*** Provided entries ***
//! The external collaborator interface (§1, §6).
//!
//! Geometry parsing, the FlatGeobuf feature header/body encoding, and the
//! packed Hilbert R-tree index are explicitly out of scope for this crate.
//! The core only ever touches the feature section through this trait's four
//! operations - it must never reimplement R-tree sizing or feature body
//! parsing itself.

use crate::column::Column;

/// Schema/metadata surfaced by decoding a feature section header, without
/// materializing any feature bodies.
///
/// This is also the shape handed to the metadata-probe observer as
/// `features` (§4.10).
#[derive(Debug, Clone, PartialEq)]
#[cfg_attr(feature = "serde", derive(serde::Serialize, serde::Deserialize))]
pub struct FeaturesHeaderMeta {
    pub features_count: u64,
    /// The vertex/feature schema, if the feature header declares one.
    pub columns: Option<Vec<Column>>,
    /// `0` when the feature section carries no spatial index.
    pub index_node_size: u16,
}

/// The feature-section interface consumed by the core (§6).
///
/// An implementation wraps a real FlatGeobuf feature encoder/decoder (for
/// example, the `flatgeobuf` crate). This crate ships only a minimal
/// reference implementation, [`crate::minimal_features`], sufficient to
/// drive its own tests; production use is expected to supply a real one.
pub trait FeatureCodec {
    /// The in-memory representation of a decoded feature collection.
    type Collection;

    /// The collaborator's own error type. The core never inspects it beyond
    /// propagating it via [`crate::error::FeatureError`].
    type Error: std::error::Error + Send + Sync + 'static;

    /// Decodes the feature header found in `header_bytes` (the byte window
    /// between the header-length prefix and its end; see §4.7 step 2).
    fn decode_feature_header(&self, header_bytes: &[u8]) -> Result<FeaturesHeaderMeta, Self::Error>;

    /// The byte size of a packed Hilbert R-tree index for `features_count`
    /// features at `node_size`. The core calls this to skip the index
    /// without parsing it; it never computes this itself.
    fn packed_tree_size(&self, features_count: u64, node_size: u16) -> u64;

    /// Materializes `count` features starting at byte offset `start` in
    /// `bytes`. Used by the batch `deserialize` entry point.
    fn iterate_features(
        &self,
        bytes: &[u8],
        start: usize,
        count: u64,
    ) -> Result<Self::Collection, Self::Error>;

    /// Encodes a feature collection to its on-disk byte representation
    /// (magic-free - just the feature section). Used by `serialize`.
    fn encode_features(&self, collection: &Self::Collection) -> Result<Vec<u8>, Self::Error>;
}
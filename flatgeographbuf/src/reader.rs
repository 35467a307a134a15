//! Streaming edge reader (§4.9): yields edges one at a time from a located
//! graph section without materializing the whole adjacency list.

use crate::column::Column;
use crate::edge::{read_edge, Edge};
use crate::error::FggReadError;
use crate::feature_codec::FeatureCodec;
use crate::graph_section::read_graph_header;
use crate::locator::locate;
use crate::primitive::Cursor;

/// A finite, single-pass, insertion-ordered iterator over a graph section's
/// edges.
///
/// Finite: bounded by the header's `edge_count`, never reads past it.
/// Single-pass: consumes its cursor; restart by calling
/// [`deserialize_graph_edges`] again. Dropping it mid-iteration is the only
/// cancellation mechanism (§5) - there is nothing else to clean up.
pub struct EdgeReader<'a> {
    cur: Cursor<'a>,
    remaining: u32,
    columns: Vec<Column>,
}

impl<'a> EdgeReader<'a> {
    fn empty() -> Self {
        Self {
            cur: Cursor::new(&[]),
            remaining: 0,
            columns: Vec::new(),
        }
    }

    #[must_use]
    pub fn len(&self) -> usize {
        self.remaining as usize
    }

    #[must_use]
    pub fn is_empty(&self) -> bool {
        self.remaining == 0
    }
}

impl<'a> Iterator for EdgeReader<'a> {
    type Item = Result<Edge, FggReadError>;

    fn next(&mut self) -> Option<Self::Item> {
        if self.remaining == 0 {
            return None;
        }
        self.remaining -= 1;
        Some(read_edge(&mut self.cur, &self.columns))
    }

    fn size_hint(&self) -> (usize, Option<usize>) {
        (self.len(), Some(self.len()))
    }
}

impl<'a> ExactSizeIterator for EdgeReader<'a> {}

/// Locates the graph section in `bytes` and returns a streaming reader over
/// its edges, without materializing any of them up front.
///
/// When `bytes` has no graph section, the returned reader is immediately
/// empty (§4.9).
///
/// # Errors
///
/// Propagates any error from the offset locator (§4.7) or from parsing the
/// graph header itself.
pub fn deserialize_graph_edges<'a, C: FeatureCodec>(
    codec: &C,
    bytes: &'a [u8],
) -> Result<EdgeReader<'a>, FggReadError> {
    let located = locate(codec, bytes)?;
    if !located.has_graph_section(bytes.len()) {
        return Ok(EdgeReader::empty());
    }

    let section = &bytes[located.graph_section_offset..];
    let (header, offset) = read_graph_header(section)?;
    Ok(EdgeReader {
        cur: Cursor::new(&section[offset..]),
        remaining: header.edge_count,
        columns: header.columns.unwrap_or_default(),
    })
}
//! Detects expired sessions and triggers a forced credential refresh.

use serde_json::Value;
use std::sync::Arc;
use tracing::{info, warn};

use crate::credentials::CredentialStore;
use crate::error::MetaAiError;

/// Lower-case phrases the provider uses when a session is no longer valid.
pub const AUTH_FAILURE_PHRASES: [&str; 6] = [
    "access token required",
    "unauthorized",
    "invalid session",
    "session expired",
    "authentication required",
    "not logged in",
];

/// Whether a provider response signals an auth failure.
pub fn is_auth_failure(status: u16, body: &str) -> bool {
    if status == 403 {
        return true;
    }
    let body = body.to_lowercase();
    AUTH_FAILURE_PHRASES.iter().any(|phrase| body.contains(phrase))
}

/// The part of a successful response that can carry an auth error.
///
/// Successful generation and feed responses echo user prompts, so for JSON bodies only
/// the `error`/`errors`/`message` fields are considered. Bodies without any JSON, such as
/// HTML pages, are returned whole.
pub fn error_surface(body: &str) -> String {
    fn collect(value: &Value, out: &mut Vec<String>) {
        match value {
            Value::String(s) => out.push(s.clone()),
            Value::Array(items) => items.iter().for_each(|item| collect(item, out)),
            Value::Object(map) => map.values().for_each(|item| collect(item, out)),
            _ => {}
        }
    }

    let documents: Vec<Value> = match serde_json::from_str::<Value>(body.trim()) {
        Ok(document) => vec![document],
        Err(_) => body
            .lines()
            .map(|line| line.trim().trim_start_matches("data:").trim())
            .filter(|line| line.starts_with('{'))
            .filter_map(|line| serde_json::from_str(line).ok())
            .collect(),
    };
    if documents.is_empty() {
        return body.to_string();
    }

    let mut surface = Vec::new();
    for document in &documents {
        for key in ["error", "errors", "message", "error_description"] {
            if let Some(value) = document.get(key) {
                collect(value, &mut surface);
            }
        }
    }
    surface.join("\n")
}

/// Applied after every provider call.
///
/// On an auth failure it forces a refresh and reports the outcome as an error; it never
/// re-issues the original call.
#[derive(Clone)]
pub struct SessionGuard {
    store: Arc<CredentialStore>,
}

impl SessionGuard {
    pub fn new(store: Arc<CredentialStore>) -> Self {
        Self { store }
    }

    /// Returns `Ok(())` when the response is not an auth failure.
    ///
    /// # Errors
    ///
    /// - `MetaAiError::SessionExpired` if a failure was detected and the refresh worked.
    /// - `MetaAiError::AuthRefreshFailed` if the refresh failed as well.
    pub async fn check(&self, status: u16, body: &str) -> Result<(), MetaAiError> {
        let detected = if (200..300).contains(&status) {
            is_auth_failure(status, &error_surface(body))
        } else {
            is_auth_failure(status, body)
        };
        if !detected {
            return Ok(());
        }
        warn!(status, "auth failure detected, forcing credential refresh");
        match self.store.refresh(true).await {
            Ok(_) => {
                info!("credentials refreshed after auth failure");
                Err(MetaAiError::SessionExpired)
            }
            Err(err) => Err(MetaAiError::AuthRefreshFailed {
                reason: err.to_string(),
            }),
        }
    }
}
//! An unofficial Rust client for Meta AI image and video generation.
//!
//! The client replays a browser session from cookies, speaks the GraphQL generation
//! protocol and resolves the media the assistant produces into downloadable URLs.
//! An axum front-end exposes the same operations over HTTP.
//!
//! ## Features
//! - Image and video generation from text prompts, optionally with uploaded images.
//! - Decoding of JSON, streamed JSON, multipart and event-stream responses.
//! - Media resolution by polling with a conversation-page fallback.
//! - Automatic credential refresh after auth failures.
//! - Background video jobs for the HTTP server.

pub mod auth;
pub mod client;
pub mod config;
pub mod credentials;
pub mod decode;
pub mod error;
pub mod extract;
pub mod jobs;
pub mod poll;
pub mod request;
pub mod resolve;
pub mod routes;
pub mod scrape;
pub mod types;
pub mod upload;

pub use crate::client::{MetaAiClient, MetaAiClientBuilder};
pub use crate::config::ServerConfig;
pub use crate::credentials::{CredentialStore, Credentials};
pub use crate::error::MetaAiError;
pub use crate::jobs::{Job, JobError, JobOrchestrator, JobState};
pub use crate::poll::{Backoff, PollPolicy};
pub use crate::resolve::{MediaSource, ResolutionPolicy};
pub use crate::routes::{create_router, AppState};
pub use crate::types::*;
pub use crate::upload::UploadPolicy;
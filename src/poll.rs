//! A bounded poll-until-done loop with progressive backoff.
//!
//! Used for media polling, conversation-page scraping and upload retries.

use std::future::Future;
use std::time::Duration;
use tokio::time::sleep;
use tracing::debug;

use crate::error::MetaAiError;

/// Delay schedule between attempts: `base` for the first `fast_attempts` retries, then
/// doubling on each retry, never above `ceiling`.
#[derive(Debug, Clone, Copy, PartialEq, Eq)]
pub struct Backoff {
    pub base: Duration,
    pub fast_attempts: u32,
    pub ceiling: Duration,
}

impl Backoff {
    /// The same delay before every retry.
    pub fn fixed(delay: Duration) -> Self {
        Self {
            base: delay,
            fast_attempts: u32::MAX,
            ceiling: delay,
        }
    }

    /// `base`, `2 * base`, `4 * base`, ... capped at `ceiling`.
    pub fn exponential(base: Duration, ceiling: Duration) -> Self {
        Self {
            base,
            fast_attempts: 1,
            ceiling,
        }
    }

    /// Delay before retry number `retry` (1 is the wait before the second attempt).
    pub fn delay_for(&self, retry: u32) -> Duration {
        let base = self.base.min(self.ceiling);
        if retry <= self.fast_attempts {
            return base;
        }
        let exponent = (retry - self.fast_attempts).min(16);
        base.checked_mul(1 << exponent)
            .unwrap_or(self.ceiling)
            .min(self.ceiling)
    }
}

/// Bounds for one polling loop.
#[derive(Debug, Clone, Copy, PartialEq, Eq)]
pub struct PollPolicy {
    pub max_attempts: u32,
    /// Wait before the first attempt.
    pub initial_delay: Duration,
    pub backoff: Backoff,
}

/// What a single attempt produced.
#[derive(Debug)]
pub enum AttemptOutcome<T> {
    /// The attempt went through; the data may or may not complete the loop.
    Ready(T),
    /// The attempt failed in a way worth retrying; counts as "not ready yet".
    Failed(String),
    /// Stop polling immediately.
    Fatal(MetaAiError),
}

/// Summary of a finished loop.
#[derive(Debug, Clone, Copy, PartialEq, Eq, Default)]
pub struct PollReport {
    pub attempts: u32,
    pub completed: bool,
    /// Attempts that ended in [`AttemptOutcome::Failed`].
    pub failures: u32,
}

/// Runs `attempt` until `absorb` reports completion or `policy.max_attempts` is reached.
///
/// `attempt` sees the current state and the 1-based attempt number and returns a future
/// that must not borrow the state; `absorb` folds each successful result into the state
/// and returns `true` once nothing is left to do. Only [`AttemptOutcome::Fatal`] turns
/// into an error; running out of attempts is reported through [`PollReport::completed`].
pub async fn poll_until<S, T, F, Fut, A>(
    policy: &PollPolicy,
    label: &str,
    state: &mut S,
    mut attempt: F,
    mut absorb: A,
) -> Result<PollReport, MetaAiError>
where
    F: FnMut(&S, u32) -> Fut,
    Fut: Future<Output = AttemptOutcome<T>>,
    A: FnMut(&mut S, T) -> bool,
{
    let mut report = PollReport::default();
    if policy.max_attempts == 0 {
        return Ok(report);
    }
    if !policy.initial_delay.is_zero() {
        sleep(policy.initial_delay).await;
    }

    for number in 1..=policy.max_attempts {
        if number > 1 {
            sleep(policy.backoff.delay_for(number - 1)).await;
        }
        report.attempts = number;

        match attempt(&*state, number).await {
            AttemptOutcome::Ready(value) => {
                if absorb(state, value) {
                    report.completed = true;
                    debug!(label, attempts = number, "polling complete");
                    return Ok(report);
                }
                debug!(label, attempt = number, max = policy.max_attempts, "not ready yet");
            }
            AttemptOutcome::Failed(reason) => {
                report.failures += 1;
                debug!(label, attempt = number, %reason, "attempt failed");
            }
            AttemptOutcome::Fatal(err) => return Err(err),
        }
    }

    debug!(label, attempts = report.attempts, failures = report.failures, "polling exhausted");
    Ok(report)
}

#[cfg(test)]
mod tests {
    use super::*;

    fn quick(max_attempts: u32) -> PollPolicy {
        PollPolicy {
            max_attempts,
            initial_delay: Duration::ZERO,
            backoff: Backoff::fixed(Duration::from_millis(1)),
        }
    }

    #[test]
    fn backoff_is_monotonic_and_bounded() {
        let backoffs = [
            Backoff {
                base: Duration::from_millis(500),
                fast_attempts: 3,
                ceiling: Duration::from_secs(8),
            },
            Backoff::exponential(Duration::from_secs(1), Duration::from_secs(4)),
            Backoff::fixed(Duration::from_secs(5)),
            Backoff {
                base: Duration::from_secs(10),
                fast_attempts: 0,
                ceiling: Duration::from_secs(3),
            },
        ];
        for backoff in backoffs {
            let mut previous = Duration::ZERO;
            for retry in 1..200 {
                let delay = backoff.delay_for(retry);
                assert!(delay >= previous, "{backoff:?} decreased at retry {retry}");
                assert!(delay <= backoff.ceiling);
                previous = delay;
            }
        }
    }

    #[test]
    fn exponential_backoff_doubles() {
        let backoff = Backoff::exponential(Duration::from_secs(1), Duration::from_secs(60));
        let delays: Vec<_> = (1..=4).map(|r| backoff.delay_for(r).as_secs()).collect();
        assert_eq!(delays, vec![1, 2, 4, 8]);
    }

    #[tokio::test]
    async fn stops_as_soon_as_absorb_completes() {
        let mut seen = Vec::new();
        let report = poll_until(
            &quick(10),
            "test",
            &mut seen,
            |_, number| async move { AttemptOutcome::Ready(number) },
            |seen: &mut Vec<u32>, number| {
                seen.push(number);
                number == 3
            },
        )
        .await
        .unwrap();

        assert!(report.completed);
        assert_eq!(report.attempts, 3);
        assert_eq!(seen, vec![1, 2, 3]);
    }

    #[tokio::test]
    async fn failures_count_as_not_ready_and_max_attempts_is_respected() {
        let mut state = 0u32;
        let report = poll_until(
            &quick(4),
            "test",
            &mut state,
            |_, _| async { AttemptOutcome::<()>::Failed("boom".into()) },
            |_, _| true,
        )
        .await
        .unwrap();

        assert!(!report.completed);
        assert_eq!(report.attempts, 4);
        assert_eq!(report.failures, 4);
    }

    #[tokio::test]
    async fn fatal_outcome_aborts() {
        let mut state = ();
        let result = poll_until(
            &quick(5),
            "test",
            &mut state,
            |_, _| async {
                AttemptOutcome::<()>::Fatal(MetaAiError::AuthRefreshFailed {
                    reason: "nope".into(),
                })
            },
            |_, _| false,
        )
        .await;

        assert!(matches!(result, Err(MetaAiError::AuthRefreshFailed { .. })));
    }

    #[tokio::test]
    async fn zero_attempts_does_nothing() {
        let mut calls = 0u32;
        let report = poll_until(
            &quick(0),
            "test",
            &mut calls,
            |_, _| async { AttemptOutcome::Ready(()) },
            |calls: &mut u32, _| {
                *calls += 1;
                true
            },
        )
        .await
        .unwrap();
        assert_eq!(report.attempts, 0);
        assert_eq!(calls, 0);
    }
}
*** End of Provided entries ***
● What the task asks:
When a line of the records holds the word "fixed", copy that line.

● Solution:
    pub fn fixed(delay: Duration) -> Self {
            backoff: Backoff::fixed(Duration::from_millis(1)),
            Backoff::fixed(Duration::from_secs(5)),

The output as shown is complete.